Mais de duzentas crianças da sede do posto administrativo de Mbau, na província de Cabo Delgado, deverão regressar ao ensino formal nas próximas semanas, após cerca de um ano de paralisação das actividades lectivas devido à insegurança provocada pelos ataques terroristas que afectaram a região.
O reinício das aulas representa não apenas a reposição do direito fundamental à educação, mas também um marco relevante no processo de estabilização social e reconstrução comunitária no Norte do país.
Durante o período de interrupção, muitas destas crianças ficaram expostas ao risco de abandono escolar, vulnerabilidade social e fragilização dos laços institucionais, num contexto já marcado por deslocações forçadas e instabilidade.
Autoridades locais, em articulação com estruturas comunitárias e parceiros institucionais, estão a mobilizar recursos humanos, materiais e logísticos para assegurar condições mínimas de segurança, funcionamento das infra-estruturas e reintegração efectiva dos alunos.
Num cenário pós-conflito, a escola assume um papel estratégico que vai além da aprendizagem académica, funcionando como espaço de normalização da vida social, apoio psicossocial e reconstrução do tecido comunitário.
Especialistas alertam, contudo, que a recuperação do sector da educação em zonas afectadas pelo terrorismo exige investimento contínuo, formação de professores, reabilitação de infra-estruturas e políticas públicas de longo prazo. Sem estas condições, o regresso às aulas poderá revelar-se apenas uma solução temporária.
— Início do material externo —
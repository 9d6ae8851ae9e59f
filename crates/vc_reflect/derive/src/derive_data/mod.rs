//! Provide some tools for parsing token stream.

// -----------------------------------------------------------------------------
// Modules

mod attributes;
mod reflect_derive;
mod reflect_meta;
mod reflect_struct;

// -----------------------------------------------------------------------------
// Internal API

pub(crate) use attributes::{FieldAttributes, TypeAttributes};

pub(crate) use reflect_derive::ReflectDerive;
pub(crate) use reflect_meta::ReflectMeta;
pub(crate) use reflect_struct::{ReflectStruct, StructField};
//! Shape capabilities of reflected values.
//!
//! ## Menu
//!
//! Each of the following is a subtrait of [`Reflect`] and provides read access
//! for one shape. A value reports which one applies through
//! [`Reflect::reflect_ref`].
//!
//! - [`Struct`]: named fields (e.g. `A { .. }`, or `A(..)` with fields `"0"`, `"1"`, ...).
//! - [`List`]: growable sequences (e.g. `Vec<i32>`).
//! - [`Array`]: fixed-size sequences (e.g. `[i32; 5]`).
//! - [`Map`]: values addressed by string keys (e.g. `BTreeMap<String, f32>`).
//! - [`Pointer`]: one nullable indirection (e.g. `Option<T>`).
//!
//! [`DynamicStruct`] builds a struct-shaped value at runtime.
//!
//! [`Reflect`]: crate::Reflect
//! [`Reflect::reflect_ref`]: crate::Reflect::reflect_ref

// -----------------------------------------------------------------------------
// Modules

mod array_ops;
mod kind;
mod list_ops;
mod map_ops;
mod pointer_ops;
mod struct_ops;

// -----------------------------------------------------------------------------
// Exports

pub use kind::{ReflectKind, ReflectRef};

pub use array_ops::{Array, ArrayItemIter};
pub use list_ops::{List, ListItemIter};
pub use map_ops::Map;
pub use pointer_ops::Pointer;
pub use struct_ops::{DynamicStruct, Struct, StructFieldIter};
Para além da dimensão social, o restabelecimento do ensino tem implicações económicas relevantes. A educação constitui factor determinante para a formação de capital humano, produtividade futura e redução da pobreza, especialmente em regiões fragilizadas por conflitos.
O retorno destas mais de 200 crianças às salas de aula em Mbau constitui, assim, um sinal encorajador de retoma gradual da normalidade, mas também um teste à capacidade do Estado e dos seus parceiros de transformar respostas emergenciais em soluções sustentáveis para a reconstrução educativa e social.